Las vísperas del 6 de enero son días de espera. De ilusión contenida. De irracional inquietud agazapada tras una infancia recobrada momentáneamente. Una infancia que aguarda cualquier momento que la deje salir de su paciente hibernación. Infancias sencillas; sin patios, huertos ni limoneros. No. Más bien unidas a calles de barro, polvo y oscuridad. Pero eso sí, calles de libertad y solidaria vecindad. De esperanza en un futuro soñado al unísono.

Siempre creí que dentro de cada uno de nosotros está el niño que nunca dejamos de ser. Y sólo necesita una pequeña excusa para manifestarse. Y, no lo neguemos, en estas horas de vigilia, ese niño quiere romper los rigurosos corsés del formalismo. Tímidos nervios nos hacen quebrar rígidas reglas impuestas y volvemos a ser los que fuimos. Mirando de nuevo, inquietos, hacia aquella estrella que resplandecía en el Picu el Paisano del Naranco señalando el campamento que los pajes preparaban y donde, en grandes jaimas, suponíamos, almacenaban nuestros juguetes. Nuestros deseos. Nuestra inocencia, tristemente en algún momento orillada. Quien más quien menos se mirará a sí mismo y verá a ese niño nervioso e inquieto. Esa visión introspectiva quizá nos evoque días que añoramos porque eran sinónimo de tranquilidad, de vivir el instante sin más preocupaciones. Gozar del ahora sin inquietudes proyectadas sobre las incertidumbres que la vida de adultos nos impondría indefectiblemente. Quizá tuviera razón Chesterton cuando afirmaba que lo maravilloso de la infancia es que cualquier cosa en ella es una maravilla. Tal vez.

Las cartas remolonas van, presurosas, a su destino real. La mía, cómo no, también. Pero mi peculiar misiva no incluye ningún pedido de un Scalextric, ni de un fuerte Comansi, ni de un Madelman, ni de un Exin Castillos, ni de los Juegos Reunidos… ni siquiera el ruego de que traigan nada. Este año la súplica a Sus Majestades es que se lleven. Que se lleven esta maldita pandemia que tanto dolor ha causado. Que se lleven la penuria económica que, como un torrente desbocado, está arrasando tantos negocios y familias. Que se lleven el dolor que tantas ausencias ha dejado. Que se lleven los egoísmos de aquellos que sólo miran para su ombligo comportándose de forma tan irracional como insolidaria. Que se lleven a todos los políticos que no sean capaces de pensar en el bien común por encima de cualquier otra consideración. Que se lleven las penas de quienes viven atribulados en su soledad. Que se lleven las injusticias que generan lacerantes desigualdades.

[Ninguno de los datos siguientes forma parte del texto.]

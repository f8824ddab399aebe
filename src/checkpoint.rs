//! Durable snapshots of the running matrix.
//!
//! Checkpointing is a hook the engine calls after each merged window. A
//! failed write never invalidates the in-memory result, so implementations
//! report failures as [`AggregationError::CheckpointError`] and the engine
//! carries on.

use crate::error::{AggregationError, Result};
use crate::export::{write_matrix_csv, write_matrix_json, MatrixFormat};
use crate::matrix::SeriesMatrix;
use crate::types::Window;
use serde::{Deserialize, Serialize};
use std::path::{Path, PathBuf};
use tracing::debug;

/// Persists a matrix snapshot to `location`, replacing any earlier one.
pub trait Checkpointer: Send + Sync {
    fn persist(&self, matrix: &SeriesMatrix, location: &Path) -> Result<()>;
}

/// Writes checkpoints as matrix files (CSV or JSON, by extension).
///
/// The snapshot is written next to the target and renamed over it, so a
/// crash mid-write leaves the previous checkpoint intact.
#[derive(Debug, Clone, Copy, Default)]
pub struct FileCheckpointer;

impl FileCheckpointer {
    fn staging_path(location: &Path) -> PathBuf {
        let mut name = location
            .file_name()
            .map(|n| n.to_os_string())
            .unwrap_or_else(|| "checkpoint".into());
        name.push(".partial");
        location.with_file_name(name)
    }
}

impl Checkpointer for FileCheckpointer {
    fn persist(&self, matrix: &SeriesMatrix, location: &Path) -> Result<()> {
        let wrap = |e: AggregationError| {
            AggregationError::CheckpointError(format!("{}: {}", location.display(), e))
        };

        if let Some(parent) = location.parent().filter(|p| !p.as_os_str().is_empty()) {
            std::fs::create_dir_all(parent).map_err(|e| wrap(e.into()))?;
        }

        let staging = Self::staging_path(location);
        let written = match MatrixFormat::from_path(location) {
            MatrixFormat::Csv => write_matrix_csv(matrix, &staging),
            MatrixFormat::Json => write_matrix_json(matrix, &staging),
        }
        .and_then(|_| std::fs::rename(&staging, location).map_err(AggregationError::from));

        if let Err(e) = written {
            let _ = std::fs::remove_file(&staging);
            return Err(wrap(e));
        }

        debug!(
            "Checkpointed {} series x {} periods to {}",
            matrix.n_series(),
            matrix.n_columns(),
            location.display()
        );
        Ok(())
    }
}

/// A checkpoint write that failed during a run.
#[derive(Debug, Clone, PartialEq, Serialize, Deserialize)]
pub struct CheckpointFailure {
    pub window: Window,
    pub message: String,
}

#[cfg(test)]
mod tests {
    use super::*;
    use crate::export::read_matrix;
    use chrono::NaiveDate;
    use tempfile::TempDir;

    fn sample_matrix(value: f64) -> SeriesMatrix {
        let mut matrix = SeriesMatrix::new();
        matrix.add("A", NaiveDate::from_ymd_opt(2020, 1, 6).unwrap(), value);
        matrix
    }

    #[test]
    fn test_persist_overwrites_previous_checkpoint() {
        let dir = TempDir::new().unwrap();
        let location = dir.path().join("ckpt").join("matrix.csv");

        FileCheckpointer.persist(&sample_matrix(1.0), &location).unwrap();
        FileCheckpointer.persist(&sample_matrix(2.0), &location).unwrap();

        assert_eq!(read_matrix(&location).unwrap(), sample_matrix(2.0));
        // No staging file left behind
        let entries = std::fs::read_dir(dir.path().join("ckpt")).unwrap().count();
        assert_eq!(entries, 1);
    }

    #[test]
    fn test_persist_json() {
        let dir = TempDir::new().unwrap();
        let location = dir.path().join("matrix.json");
        FileCheckpointer.persist(&sample_matrix(4.0), &location).unwrap();
        assert_eq!(read_matrix(&location).unwrap(), sample_matrix(4.0));
    }

    #[test]
    fn test_persist_failure_is_checkpoint_error() {
        let dir = TempDir::new().unwrap();
        // A directory cannot be replaced by a file
        let location = dir.path().join("occupied.csv");
        std::fs::create_dir_all(location.join("child")).unwrap();

        let err = FileCheckpointer.persist(&sample_matrix(1.0), &location).unwrap_err();
        assert!(matches!(err, AggregationError::CheckpointError(_)));
        assert!(!err.is_fatal());
    }
}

Queridos Reyes Magos, por favor, cumplan mis deseos. Y no hará falta pedir nada más. Que todos y cada uno de nosotros, individualmente o como parte de una realidad colectiva, afrontemos el año nuevo con la ilusión y la esperanza necesaria para creer que el porvenir que nos aguarda ha de ser mejor. Graham Greene creía que siempre hay un momento en la infancia en el que se abre una puerta y deja entrar al futuro. Hagamos que así sea. Sintámonos niños de nuevo aunque sea por unas horas y abramos, con la sana inocencia y la fe de un niño, la puerta de par en par al año nuevo. Soñemos. Creamos. El futuro nos espera.